With respect to Increment I, Kaupulehu Developments is entitled to receive payments from KD I based on the following percentages of the gross receipts from KD I’s sales of single-family residential lots in Increment I: 10% of such aggregate gross proceeds greater than $100,000,000 up to $300,000,000; and
14% of such aggregate gross proceeds in excess of $300,000,000. In fiscal 2021, eight single-family lots in Increment I were sold bringing the total amount of gross proceeds from single-family lot sales through September 30, 2021 to $237,038,000. As of September 30, 2021, nine single-family lots, of the 80 lots developed within Increment I, remained to be sold.

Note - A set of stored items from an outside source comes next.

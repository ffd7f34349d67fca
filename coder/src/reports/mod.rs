//! Report data structures for commands.
//!
//! This module provides data structures that separate data collection from rendering.
//! Commands build reports, then render them to an Output target.

mod generate;
mod list;
mod output;

pub use generate::{ChangedFile, FailureReport, GenerateReport};
pub use list::{ListReport, ModuleInfo};
#[cfg(test)]
pub use output::BufferOutput;
pub use output::{Output, Report, TerminalOutput};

    Under the terms of the Increment II agreement with KD II, Kaupulehu Developments is entitled to 15% of the distributions of KD II, the cost of which is to be solely borne by KDK out of its 55% ownership interest in KD II, plus a priority payout of 10% of KDK’s cumulative net profits derived from Increment II sales subsequent to Phase 2A, up to a maximum of $3,000,000 as to the priority payout. Such interests are limited to distributions or net profits interests and Barnwell does not have any partnership interests in KD II or KDK through its interest in Kaupulehu Developments. The arrangement also gives Barnwell rights to three single-family residential lots in Phase 2A of Increment II, and four single-family residential lots in phases subsequent to Phase 2A when such lots are developed by KD II, all at no cost to Barnwell. Barnwell is committed to commence construction of improvements within 90 days of the transfer of the four lots in the phases subsequent to Phase 2A as a condition of the transfer of such lots. Also, in addition to Barnwell’s existing obligations to pay professional fees to certain parties based on percentages of its gross receipts, Kaupulehu Developments is also obligated to pay an amount equal to 0.72% and 0.20% of the cumulative net profits of KD II to KD Development and a pool of various individuals, respectively, all of whom are partners of KKM and are unrelated to Barnwell, in compensation for the agreement of these parties to admit the new development partner for Increment II. Such compensation will be reflected as the obligation becomes probable and the amount of the obligation can be reasonably estimated.

The following table summarizes the Increment I revenues from KD I and the amount of fees directly related to such revenues (see Note 18 “Commitments and Contingencies - Other Matters”):
 Year ended September 30,
 20212020
Sale of interest in leasehold land:  
Revenues - sale of interest in leasehold land$1,738,000 $325,000 
Fees - included in general and administrative expenses(212,000)(40,000)
Sale of interest in leasehold land, net of fees paid$1,526,000 $285,000 

There is no assurance with regards to the amounts of future payments from Increment I or Increment II to be received, or that the remaining acreage within Increment II will be developed. No definitive development plans have been made by the developer of Increment II as of the date of this report.
 
Investment in Leasehold Land Interest – Lot 4C

Kaupulehu Developments holds an interest in an area of approximately 1,000 acres of vacant leasehold land zoned conservation located adjacent to Lot 4A, which currently has no development potential without both a development agreement with the lessor and zoning reclassification. The lease terminates in December 2025.

In the year ended September 30, 2020, the Company recorded a $50,000 impairment in the carrying value of its investment in leasehold land interest in Lot 4C as a result of the uncertainty regarding the timing of future development and potential use of water rights within Lot 4C prior to the expiration of the lease term.